Stored data:
# # # # #
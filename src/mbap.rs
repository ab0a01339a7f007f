//! MBAP (Modbus Application Protocol) TCP framing: 7-byte header, a
//! length-prefixed PDU, and transaction-id tracking for the client side.

use crate::bytes::{read_u16_be, write_u16_be};
use crate::error::{Error, Result};

pub const HEADER_LEN: usize = 7;
pub const MAX_ADU_LEN: usize = 260;
const MAX_LENGTH_FIELD: u16 = 254;

#[derive(Debug, Clone, Copy, PartialEq, Eq)]
pub struct MbapHeader {
    pub transaction_id: u16,
    pub protocol_id: u16,
    pub length: u16,
    pub unit_id: u8,
}

impl MbapHeader {
    pub fn parse(bytes: &[u8; HEADER_LEN]) -> Result<Self> {
        let protocol_id = read_u16_be(bytes, 2);
        if protocol_id != 0 {
            return Err(Error::Framing {
                reason: "MBAP protocol id must be zero",
            });
        }
        let length = read_u16_be(bytes, 4);
        if length < 2 || length > MAX_LENGTH_FIELD {
            return Err(Error::Framing {
                reason: "MBAP length field out of range",
            });
        }
        Ok(Self {
            transaction_id: read_u16_be(bytes, 0),
            protocol_id,
            length,
            unit_id: bytes[6],
        })
    }

    pub fn write(&self, out: &mut [u8; HEADER_LEN]) {
        write_u16_be(out, 0, self.transaction_id);
        write_u16_be(out, 2, self.protocol_id);
        write_u16_be(out, 4, self.length);
        out[6] = self.unit_id;
    }
}

/// Encodes a full MBAP ADU (header + PDU) into `out`, returning total
/// length. `pdu_frame` is the function code byte followed by its payload.
pub fn encode_frame(transaction_id: u16, unit_id: u8, pdu_frame: &[u8], out: &mut [u8]) -> Result<usize> {
    let total = HEADER_LEN + pdu_frame.len();
    if total > out.len() || total > MAX_ADU_LEN {
        return Err(Error::InvalidArgument {
            reason: "destination buffer too small for MBAP frame",
        });
    }
    let header = MbapHeader {
        transaction_id,
        protocol_id: 0,
        length: (1 + pdu_frame.len()) as u16,
        unit_id,
    };
    let mut header_bytes = [0u8; HEADER_LEN];
    header.write(&mut header_bytes);
    out[..HEADER_LEN].copy_from_slice(&header_bytes);
    out[HEADER_LEN..total].copy_from_slice(pdu_frame);
    Ok(total)
}

pub struct DecodedAdu<'a> {
    pub header: MbapHeader,
    pub pdu: &'a [u8],
}

/// Decodes a complete MBAP ADU (caller has already ensured
/// `bytes.len() == HEADER_LEN + header.length - 1`).
pub fn decode_frame(bytes: &[u8]) -> Result<DecodedAdu<'_>> {
    if bytes.len() < HEADER_LEN {
        return Err(Error::Framing {
            reason: "MBAP frame shorter than header",
        });
    }
    let mut header_bytes = [0u8; HEADER_LEN];
    header_bytes.copy_from_slice(&bytes[..HEADER_LEN]);
    let header = MbapHeader::parse(&header_bytes)?;
    let expected_total = HEADER_LEN + header.length as usize - 1;
    if bytes.len() != expected_total {
        return Err(Error::Framing {
            reason: "MBAP frame length does not match header",
        });
    }
    Ok(DecodedAdu {
        header,
        pdu: &bytes[HEADER_LEN..],
    })
}

/// Buffers an incoming TCP byte stream and reports once a complete ADU is
/// available: first the 6 length-bearing header bytes, then
/// `header.length - 1 + 1` (unit_id + PDU) more bytes.
pub struct MbapReceiver {
    buf: [u8; MAX_ADU_LEN],
    len: usize,
}

pub enum MbapPoll {
    NeedMore,
    FrameReady(usize),
    FramingError,
}

impl MbapReceiver {
    pub fn new() -> Self {
        Self {
            buf: [0u8; MAX_ADU_LEN],
            len: 0,
        }
    }

    pub fn reset(&mut self) {
        self.len = 0;
    }

    pub fn frame(&self, total_len: usize) -> &[u8] {
        &self.buf[..total_len]
    }

    /// Appends `bytes`, returning the framing decision.
    pub fn push_bytes(&mut self, bytes: &[u8]) -> MbapPoll {
        let n = bytes.len().min(MAX_ADU_LEN - self.len);
        if n < bytes.len() {
            self.reset();
            return MbapPoll::FramingError;
        }
        self.buf[self.len..self.len + n].copy_from_slice(&bytes[..n]);
        self.len += n;

        if self.len < HEADER_LEN {
            return MbapPoll::NeedMore;
        }
        let mut header_bytes = [0u8; HEADER_LEN];
        header_bytes.copy_from_slice(&self.buf[..HEADER_LEN]);
        let header = match MbapHeader::parse(&header_bytes) {
            Ok(h) => h,
            Err(_) => {
                self.reset();
                return MbapPoll::FramingError;
            }
        };
        let total = HEADER_LEN + header.length as usize - 1;
        if total > MAX_ADU_LEN {
            self.reset();
            return MbapPoll::FramingError;
        }
        if self.len < total {
            return MbapPoll::NeedMore;
        }
        MbapPoll::FrameReady(total)
    }
}

impl Default for MbapReceiver {
    fn default() -> Self {
        Self::new()
    }
}

/// Tracks the transaction id the client expects a response for, and rejects
/// frames whose TID doesn't match (counted by the caller as
/// `tcp_tid_mismatch`).
#[derive(Debug, Clone, Copy)]
pub struct TidTracker {
    next: u16,
    expected: Option<u16>,
}

impl TidTracker {
    pub fn new() -> Self {
        Self {
            next: 1,
            expected: None,
        }
    }

    /// Allocates the next transaction id and records it as the one we're
    /// waiting on.
    pub fn begin(&mut self) -> u16 {
        let tid = self.next;
        self.next = self.next.wrapping_add(1);
        if self.next == 0 {
            self.next = 1;
        }
        self.expected = Some(tid);
        tid
    }

    pub fn matches(&self, tid: u16) -> bool {
        self.expected == Some(tid)
    }

    pub fn clear(&mut self) {
        self.expected = None;
    }
}

impl Default for TidTracker {
    fn default() -> Self {
        Self::new()
    }
}

#[cfg(test)]
mod tests {
    use super::*;

    #[test]
    fn tcp_fc03_request_bytes() {
        // TID=1, unit=0x11 (TID tracked against the in-flight request)
        let pdu = [0x03, 0x00, 0x00, 0x00, 0x01];
        let mut out = [0u8; 16];
        let n = encode_frame(1, 0x11, &pdu, &mut out).unwrap();
        assert_eq!(
            &out[..n],
            &[0x00, 0x01, 0x00, 0x00, 0x00, 0x06, 0x11, 0x03, 0x00, 0x00, 0x00, 0x01]
        );
    }

    #[test]
    fn tcp_fc03_response_decodes() {
        let frame = [0x00, 0x01, 0x00, 0x00, 0x00, 0x05, 0x11, 0x03, 0x02, 0x00, 0x2A];
        let decoded = decode_frame(&frame).unwrap();
        assert_eq!(decoded.header.transaction_id, 1);
        assert_eq!(decoded.header.unit_id, 0x11);
        assert_eq!(decoded.pdu, &[0x03, 0x02, 0x00, 0x2A]);
    }

    #[test]
    fn rejects_nonzero_protocol_id() {
        let frame = [0x00, 0x01, 0x00, 0x01, 0x00, 0x02, 0x11, 0x03];
        assert!(decode_frame(&frame).is_err());
    }

    #[test]
    fn receiver_needs_full_frame() {
        let mut rx = MbapReceiver::new();
        assert!(matches!(rx.push_bytes(&[0x00, 0x01, 0x00]), MbapPoll::NeedMore));
        match rx.push_bytes(&[0x00, 0x00, 0x06, 0x11, 0x03, 0x00, 0x00, 0x00, 0x01]) {
            MbapPoll::FrameReady(total) => assert_eq!(total, 12),
            _ => panic!("expected FrameReady"),
        }
    }

    #[test]
    fn tid_tracker_detects_mismatch() {
        let mut tracker = TidTracker::new();
        let tid = tracker.begin();
        assert!(tracker.matches(tid));
        assert!(!tracker.matches(tid.wrapping_add(1)));
    }
}
//! Client (master) FSM: a fixed-size transaction pool, a FIFO/priority
//! queue over it, and a state machine that frames, sends, waits, and
//! retries one transaction at a time. Grounded in the transaction
//! bookkeeping style of `client_impl.rs`/`client_trait.rs` (request/response
//! matching, per-transaction timeout) but rewritten synchronous and
//! poll-driven instead of `async fn`.

use crate::dedup::{frame_hash, DuplicateFilter};
use crate::diagnostics::{Diagnostics, EventKind, EventStatus};
use crate::error::{Error, ExceptionCode, Result};
use crate::mbap::{self, MbapPoll, MbapReceiver, TidTracker};
use crate::pdu::Pdu;
use crate::rtu::{self, RtuPoll, RtuReceiver, RtuTiming};
use crate::transport::Transport;

const MAX_FRAME: usize = 260;

#[derive(Debug, Clone, Copy, PartialEq, Eq)]
pub enum Priority {
    High,
    Normal,
}

#[derive(Debug, Clone, Copy, PartialEq, Eq)]
enum TxState {
    Free,
    Queued,
    InFlight,
    AwaitingResponse,
    Completed,
}

/// Final outcome delivered to a transaction's callback exactly once.
pub type TxStatus = Result<()>;

/// `(status, response_pdu)` delivered exactly once per transaction.
pub type ClientCallback = fn(TxStatus, Option<&Pdu>, user_ctx: usize);

struct Transaction {
    state: TxState,
    id: u16,
    seq: u64,
    priority: Priority,
    unit_id: u8,
    request: Pdu,
    timeout_ms: u64,
    max_retries: u8,
    backoff_ms: u64,
    retries_used: u8,
    deadline_ms: u64,
    callback: Option<ClientCallback>,
    user_ctx: usize,
}

impl Transaction {
    fn free() -> Self {
        Self {
            state: TxState::Free,
            id: 0,
            seq: 0,
            priority: Priority::Normal,
            unit_id: 0,
            request: Pdu::new(0),
            timeout_ms: 0,
            max_retries: 0,
            backoff_ms: 0,
            retries_used: 0,
            deadline_ms: 0,
            callback: None,
            user_ctx: 0,
        }
    }

    /// Zero backoff falls back to half the timeout.
    fn effective_backoff(&self) -> u64 {
        if self.backoff_ms == 0 {
            self.timeout_ms / 2
        } else {
            self.backoff_ms
        }
    }
}

#[derive(Debug, Clone, Copy, PartialEq, Eq)]
pub struct TxHandle(usize);

/// A caller-built request, ready for `submit`.
pub struct Request {
    pub unit_id: u8,
    pub pdu: Pdu,
    pub timeout_ms: u64,
    pub max_retries: u8,
    pub backoff_ms: u64,
    pub priority: Priority,
    pub callback: ClientCallback,
    pub user_ctx: usize,
}

#[derive(Debug, Clone, Copy, PartialEq, Eq)]
enum FsmState {
    Idle,
    Building,
    Sending,
    Waiting,
    Parsing,
    Completing,
    Backoff,
    ErrorRecovery,
}

enum Mode {
    Rtu(RtuReceiver, RtuTiming),
    Tcp(MbapReceiver, TidTracker),
}

/// The client (master) state machine. `POOL` is the number of concurrent
/// outstanding transactions it can track.
pub struct ClientFsm<const POOL: usize> {
    pool: [Transaction; POOL],
    mode: Mode,
    state: FsmState,
    current: Option<usize>,
    next_id: u16,
    seq_counter: u64,
    queue_capacity: usize,
    watchdog_ms: u64,
    last_progress_ms: u64,
    tx_buf: [u8; MAX_FRAME],
    tx_len: usize,
    tx_sent: usize,
    backoff_until_ms: u64,
    dedup: Option<DuplicateFilter<8>>,
    pub diag: Diagnostics,
}
//! Modbus CRC-16: polynomial 0xA001, initial value 0xFFFF, reflected
//! input/output, stored low-byte-first on the wire.

use crc::{Algorithm, Crc};

/// The `crc` crate's `CRC_16_MODBUS` built-in uses the same
/// poly/init/refin/refout/xorout parameters the protocol requires.
const MODBUS: Algorithm<u16> = crc::CRC_16_MODBUS;

/// Computes the CRC-16/MODBUS of `data`.
pub fn crc16(data: &[u8]) -> u16 {
    Crc::<u16>::new(&MODBUS).checksum(data)
}

/// Validates a frame whose last two bytes are a little-endian CRC-16
/// trailer over everything before it. Returns `Ok(())` when the trailer
/// matches, `Err((expected, actual))` otherwise.
pub fn crc16_validate(frame: &[u8]) -> Result<(), (u16, u16)> {
    debug_assert!(frame.len() >= 2);
    let (body, trailer) = frame.split_at(frame.len() - 2);
    let expected = crc16(body);
    let actual = u16::from_le_bytes([trailer[0], trailer[1]]);
    if expected == actual {
        Ok(())
    } else {
        Err((expected, actual))
    }
}

/// Appends the little-endian CRC-16 trailer of `body` to `out`, returning
/// the number of bytes appended (always 2).
pub fn append_crc(body: &[u8], out: &mut [u8]) -> usize {
    let crc = crc16(body);
    let bytes = crc.to_le_bytes();
    out[0] = bytes[0];
    out[1] = bytes[1];
    2
}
# # # # #
- **Prompt**: Check every line of the data for the word "Option". The response is the count alone.

- **Exercise output**: 5